(Stored items)
# # # #
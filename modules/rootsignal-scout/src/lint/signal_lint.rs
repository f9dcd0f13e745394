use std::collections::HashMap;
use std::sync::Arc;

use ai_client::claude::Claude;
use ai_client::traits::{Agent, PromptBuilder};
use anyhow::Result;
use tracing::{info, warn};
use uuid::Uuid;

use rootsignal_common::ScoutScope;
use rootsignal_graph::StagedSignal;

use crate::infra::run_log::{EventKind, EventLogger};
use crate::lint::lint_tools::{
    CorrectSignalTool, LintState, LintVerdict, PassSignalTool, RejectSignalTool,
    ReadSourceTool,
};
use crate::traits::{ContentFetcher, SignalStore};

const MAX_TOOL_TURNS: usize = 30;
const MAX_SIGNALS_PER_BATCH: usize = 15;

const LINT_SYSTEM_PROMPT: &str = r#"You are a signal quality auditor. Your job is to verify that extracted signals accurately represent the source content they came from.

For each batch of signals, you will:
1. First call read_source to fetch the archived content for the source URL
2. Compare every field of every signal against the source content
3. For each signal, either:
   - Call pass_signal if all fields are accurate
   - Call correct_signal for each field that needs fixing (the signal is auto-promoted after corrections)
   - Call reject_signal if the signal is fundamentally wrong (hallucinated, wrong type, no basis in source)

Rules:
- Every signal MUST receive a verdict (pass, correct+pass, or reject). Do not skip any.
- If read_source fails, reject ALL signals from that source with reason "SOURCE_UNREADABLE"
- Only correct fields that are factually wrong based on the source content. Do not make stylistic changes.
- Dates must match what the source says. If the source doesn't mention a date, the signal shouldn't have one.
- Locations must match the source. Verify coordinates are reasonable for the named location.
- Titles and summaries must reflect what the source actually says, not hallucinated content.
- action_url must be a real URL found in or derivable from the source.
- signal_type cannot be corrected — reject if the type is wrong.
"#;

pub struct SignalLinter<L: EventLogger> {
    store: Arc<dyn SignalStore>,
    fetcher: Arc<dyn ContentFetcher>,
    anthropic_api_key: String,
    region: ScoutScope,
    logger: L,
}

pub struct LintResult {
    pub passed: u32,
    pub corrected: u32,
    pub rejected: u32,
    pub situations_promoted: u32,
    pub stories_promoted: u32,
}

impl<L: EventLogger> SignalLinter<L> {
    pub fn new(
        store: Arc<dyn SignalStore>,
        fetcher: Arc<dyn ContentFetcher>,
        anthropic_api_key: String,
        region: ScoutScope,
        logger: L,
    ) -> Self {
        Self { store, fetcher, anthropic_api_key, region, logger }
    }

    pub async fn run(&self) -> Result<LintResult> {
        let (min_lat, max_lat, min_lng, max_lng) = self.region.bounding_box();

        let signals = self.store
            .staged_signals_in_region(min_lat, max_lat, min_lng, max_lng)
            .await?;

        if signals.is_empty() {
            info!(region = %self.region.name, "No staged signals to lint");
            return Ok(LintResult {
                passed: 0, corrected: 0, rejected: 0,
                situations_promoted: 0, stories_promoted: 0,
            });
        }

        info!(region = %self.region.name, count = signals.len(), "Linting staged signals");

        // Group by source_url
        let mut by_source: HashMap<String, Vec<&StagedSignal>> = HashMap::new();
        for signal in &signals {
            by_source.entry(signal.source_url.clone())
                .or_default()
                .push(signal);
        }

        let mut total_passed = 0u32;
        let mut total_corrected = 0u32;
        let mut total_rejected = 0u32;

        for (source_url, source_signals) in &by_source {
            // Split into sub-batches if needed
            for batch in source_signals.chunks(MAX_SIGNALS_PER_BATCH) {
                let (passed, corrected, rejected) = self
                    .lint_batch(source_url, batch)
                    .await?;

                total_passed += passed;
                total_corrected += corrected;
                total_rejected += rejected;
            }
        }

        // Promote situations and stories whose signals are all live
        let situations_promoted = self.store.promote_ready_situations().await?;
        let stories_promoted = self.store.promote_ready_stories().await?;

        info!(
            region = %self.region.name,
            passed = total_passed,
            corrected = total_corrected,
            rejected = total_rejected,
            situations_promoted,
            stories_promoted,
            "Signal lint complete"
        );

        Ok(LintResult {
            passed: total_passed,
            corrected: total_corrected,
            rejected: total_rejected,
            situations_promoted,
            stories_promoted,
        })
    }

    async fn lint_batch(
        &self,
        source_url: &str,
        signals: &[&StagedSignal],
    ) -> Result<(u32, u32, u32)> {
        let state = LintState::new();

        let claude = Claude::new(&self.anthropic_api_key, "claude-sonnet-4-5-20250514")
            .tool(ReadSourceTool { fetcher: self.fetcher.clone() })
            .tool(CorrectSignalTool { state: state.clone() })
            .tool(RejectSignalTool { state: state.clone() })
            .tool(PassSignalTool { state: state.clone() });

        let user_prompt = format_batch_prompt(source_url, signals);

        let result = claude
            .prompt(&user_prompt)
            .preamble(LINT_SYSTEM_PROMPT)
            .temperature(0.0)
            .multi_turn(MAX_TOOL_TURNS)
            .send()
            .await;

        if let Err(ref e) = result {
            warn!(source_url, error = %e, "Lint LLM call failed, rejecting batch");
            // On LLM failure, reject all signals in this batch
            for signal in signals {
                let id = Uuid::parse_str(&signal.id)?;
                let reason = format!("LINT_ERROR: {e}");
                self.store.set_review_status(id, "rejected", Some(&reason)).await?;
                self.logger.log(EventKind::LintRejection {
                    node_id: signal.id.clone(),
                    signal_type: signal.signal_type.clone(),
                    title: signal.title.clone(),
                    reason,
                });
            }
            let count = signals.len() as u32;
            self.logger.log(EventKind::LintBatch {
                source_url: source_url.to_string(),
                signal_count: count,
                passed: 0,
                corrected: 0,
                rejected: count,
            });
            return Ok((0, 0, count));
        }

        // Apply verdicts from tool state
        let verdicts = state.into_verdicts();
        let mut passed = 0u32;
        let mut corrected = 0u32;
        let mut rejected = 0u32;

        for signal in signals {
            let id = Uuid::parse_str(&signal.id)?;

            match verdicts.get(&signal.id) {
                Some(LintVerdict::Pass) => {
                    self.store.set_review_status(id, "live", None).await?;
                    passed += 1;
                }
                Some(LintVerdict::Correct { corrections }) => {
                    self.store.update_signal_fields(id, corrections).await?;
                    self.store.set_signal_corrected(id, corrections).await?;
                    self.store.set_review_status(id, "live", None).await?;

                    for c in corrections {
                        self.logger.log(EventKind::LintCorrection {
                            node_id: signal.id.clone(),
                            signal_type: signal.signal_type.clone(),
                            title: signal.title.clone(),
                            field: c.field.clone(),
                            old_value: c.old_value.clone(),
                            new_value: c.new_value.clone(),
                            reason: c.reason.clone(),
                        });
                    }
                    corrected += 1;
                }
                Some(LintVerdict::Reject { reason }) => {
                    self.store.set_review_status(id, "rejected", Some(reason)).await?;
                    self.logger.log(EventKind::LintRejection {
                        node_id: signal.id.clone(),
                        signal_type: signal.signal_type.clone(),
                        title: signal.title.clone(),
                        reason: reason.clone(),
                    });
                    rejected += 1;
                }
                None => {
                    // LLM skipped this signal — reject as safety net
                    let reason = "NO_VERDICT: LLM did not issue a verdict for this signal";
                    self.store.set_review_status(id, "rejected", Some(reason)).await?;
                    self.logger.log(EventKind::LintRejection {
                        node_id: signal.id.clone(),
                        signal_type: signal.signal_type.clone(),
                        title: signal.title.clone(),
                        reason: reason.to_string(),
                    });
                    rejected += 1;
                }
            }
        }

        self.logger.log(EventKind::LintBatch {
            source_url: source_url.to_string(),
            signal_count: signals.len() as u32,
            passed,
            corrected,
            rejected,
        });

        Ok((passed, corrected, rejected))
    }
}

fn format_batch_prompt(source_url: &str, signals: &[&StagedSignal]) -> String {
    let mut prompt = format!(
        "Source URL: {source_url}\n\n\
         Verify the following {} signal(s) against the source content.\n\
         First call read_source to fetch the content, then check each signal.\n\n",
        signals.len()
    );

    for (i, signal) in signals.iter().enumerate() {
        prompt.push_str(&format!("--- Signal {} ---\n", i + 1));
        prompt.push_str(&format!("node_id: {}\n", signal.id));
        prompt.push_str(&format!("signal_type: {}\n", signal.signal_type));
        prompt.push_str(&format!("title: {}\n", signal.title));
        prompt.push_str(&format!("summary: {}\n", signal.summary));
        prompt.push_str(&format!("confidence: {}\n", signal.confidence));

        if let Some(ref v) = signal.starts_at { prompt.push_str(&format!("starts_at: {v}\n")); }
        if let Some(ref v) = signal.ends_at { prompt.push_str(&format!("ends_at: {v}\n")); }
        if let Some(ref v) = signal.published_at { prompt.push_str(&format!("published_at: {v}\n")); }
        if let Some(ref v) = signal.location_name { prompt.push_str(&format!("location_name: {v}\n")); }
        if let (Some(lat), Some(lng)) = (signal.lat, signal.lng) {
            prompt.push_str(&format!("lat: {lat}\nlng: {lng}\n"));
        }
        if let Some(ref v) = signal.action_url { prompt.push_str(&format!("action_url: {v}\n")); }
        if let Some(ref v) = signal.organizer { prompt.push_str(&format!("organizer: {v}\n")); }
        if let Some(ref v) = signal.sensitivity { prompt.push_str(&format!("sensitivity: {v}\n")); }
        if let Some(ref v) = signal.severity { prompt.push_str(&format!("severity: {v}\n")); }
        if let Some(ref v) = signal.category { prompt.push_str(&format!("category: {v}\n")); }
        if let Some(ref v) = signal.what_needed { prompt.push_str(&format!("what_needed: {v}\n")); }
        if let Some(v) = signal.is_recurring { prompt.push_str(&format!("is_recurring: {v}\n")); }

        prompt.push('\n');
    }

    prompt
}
# # # #
Write out, from the lines above, only those from the line with "use rootsignal_graph::StagedSignal;" to the line with "const MAX_SIGNALS_PER_BATCH: usize = 15;", exactly as given, including the first and the last.

Response to the task:
use rootsignal_graph::StagedSignal;

use crate::infra::run_log::{EventKind, EventLogger};
use crate::lint::lint_tools::{
    CorrectSignalTool, LintState, LintVerdict, PassSignalTool, RejectSignalTool,
    ReadSourceTool,
};
use crate::traits::{ContentFetcher, SignalStore};

const MAX_TOOL_TURNS: usize = 30;
const MAX_SIGNALS_PER_BATCH: usize = 15;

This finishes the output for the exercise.